Last weekend’s pay-per-view boxing mega-event between Miguel Cotto and Floyd Mayweather looks to have done some serious business for HBO. The event, which also featured a “big name bout” between Saul “Canelo” Alvarez and “Sugar” Shane Mosley, featured two of the sport’s top three draws facing off.
Here’s the info from the HBO press release:
The 1.5 million buy total generated $94 million in pay-per-view revenue.
The performance of Mayweather-Cotto ranks as the second highest grossing non-heavyweight pay-per-view event in boxing history. No. 1 all-time is Mayweather’s record-setting showdown with Oscar de la Hoya ($137 million) in 2007.
Notes after the jump…
- I know someone is going to say “yeah, boxing can only do 3-4 big PPV’s a year.” So let me address that by saying, yes, you’re right. Mayweather, Cotto and Manny Pacquiao are the only guys who can really draw in huge numbers on PPV right now. We’re going to find out soon what Canelo can do in his next fight as he’ll be headlining a PPV, likely against James Kirkland.

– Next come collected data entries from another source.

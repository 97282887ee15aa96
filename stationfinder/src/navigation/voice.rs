//! Spoken instructions.
//!
//! The platform speech engine is an external collaborator behind
//! [`SpeechSynthesizer`]. [`VoiceAnnouncer`] keeps at most one utterance
//! queued: every new announcement cancels whatever is still pending.

use std::sync::atomic::{AtomicUsize, Ordering};
use std::sync::Arc;

/// Platform text-to-speech.
pub trait SpeechSynthesizer: Send + Sync {
    /// Queue `text` for speaking.
    fn speak(&self, text: &str);

    /// Drop any pending or in-flight utterance. Safe to call when idle.
    fn cancel(&self);
}

/// Speech synthesizer that only logs what it would say.
#[derive(Debug, Default)]
pub struct TracingSpeech;

impl SpeechSynthesizer for TracingSpeech {
    fn speak(&self, text: &str) {
        tracing::info!(text, "Speak");
    }

    fn cancel(&self) {}
}

/// Single-slot announcement queue in front of a [`SpeechSynthesizer`].
pub struct VoiceAnnouncer {
    synth: Arc<dyn SpeechSynthesizer>,
    spoken: AtomicUsize,
}

impl VoiceAnnouncer {
    pub fn new(synth: Arc<dyn SpeechSynthesizer>) -> Self {
        Self {
            synth,
            spoken: AtomicUsize::new(0),
        }
    }

    /// Replace any pending utterance with `text`.
    pub fn announce(&self, text: &str) {
        if text.trim().is_empty() {
            return;
        }
        self.synth.cancel();
        self.synth.speak(text);
        self.spoken.fetch_add(1, Ordering::Relaxed);
        tracing::debug!(text, "Announcement queued");
    }

    /// Cancel pending speech.
    pub fn silence(&self) {
        self.synth.cancel();
    }

    /// Total announcements made through this announcer.
    pub fn spoken_count(&self) -> usize {
        self.spoken.load(Ordering::Relaxed)
    }
}

impl std::fmt::Debug for VoiceAnnouncer {
    fn fmt(&self, f: &mut std::fmt::Formatter<'_>) -> std::fmt::Result {
        f.debug_struct("VoiceAnnouncer")
            .field("spoken", &self.spoken_count())
            .finish()
    }
}

#[cfg(test)]
mod tests {
    use super::*;
    use parking_lot::Mutex;

    #[derive(Default)]
    struct QueueSpeech {
        queue: Mutex<Vec<String>>,
        cancels: AtomicUsize,
    }

    impl SpeechSynthesizer for QueueSpeech {
        fn speak(&self, text: &str) {
            self.queue.lock().push(text.to_string());
        }

        fn cancel(&self) {
            self.queue.lock().clear();
            self.cancels.fetch_add(1, Ordering::Relaxed);
        }
    }

    #[test]
    fn test_new_announcement_replaces_pending() {
        let speech = Arc::new(QueueSpeech::default());
        let voice = VoiceAnnouncer::new(speech.clone());

        voice.announce("Turn left");
        voice.announce("Turn right");

        assert_eq!(*speech.queue.lock(), vec!["Turn right".to_string()]);
        assert_eq!(voice.spoken_count(), 2);
    }

    #[test]
    fn test_silence_clears_queue() {
        let speech = Arc::new(QueueSpeech::default());
        let voice = VoiceAnnouncer::new(speech.clone());

        voice.announce("Head north");
        voice.silence();
        voice.silence();

        assert!(speech.queue.lock().is_empty());
        assert_eq!(speech.cancels.load(Ordering::Relaxed), 3);
    }

    #[test]
    fn test_blank_text_is_not_spoken() {
        let speech = Arc::new(QueueSpeech::default());
        let voice = VoiceAnnouncer::new(speech.clone());

        voice.announce("   ");
        assert_eq!(voice.spoken_count(), 0);
        assert_eq!(speech.cancels.load(Ordering::Relaxed), 0);
    }
}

- The good thing is, boxing promoters got smart to the fact that they need to put only stuff that is huge or which has no better distribution on PPV. As long as they’re doing big numbers on the few PPVs they run and doing good numbers on HBO/Showtime, things will keep rolling along without problem. As an aside, Hopkins vs. Dawson II did well over 1.5 million viewers on HBO also.
- Floyd gets a big cut of the PPV money and Cotto gets a little bit as well. Mayweather will probably bank close to $50 million when all is said and done.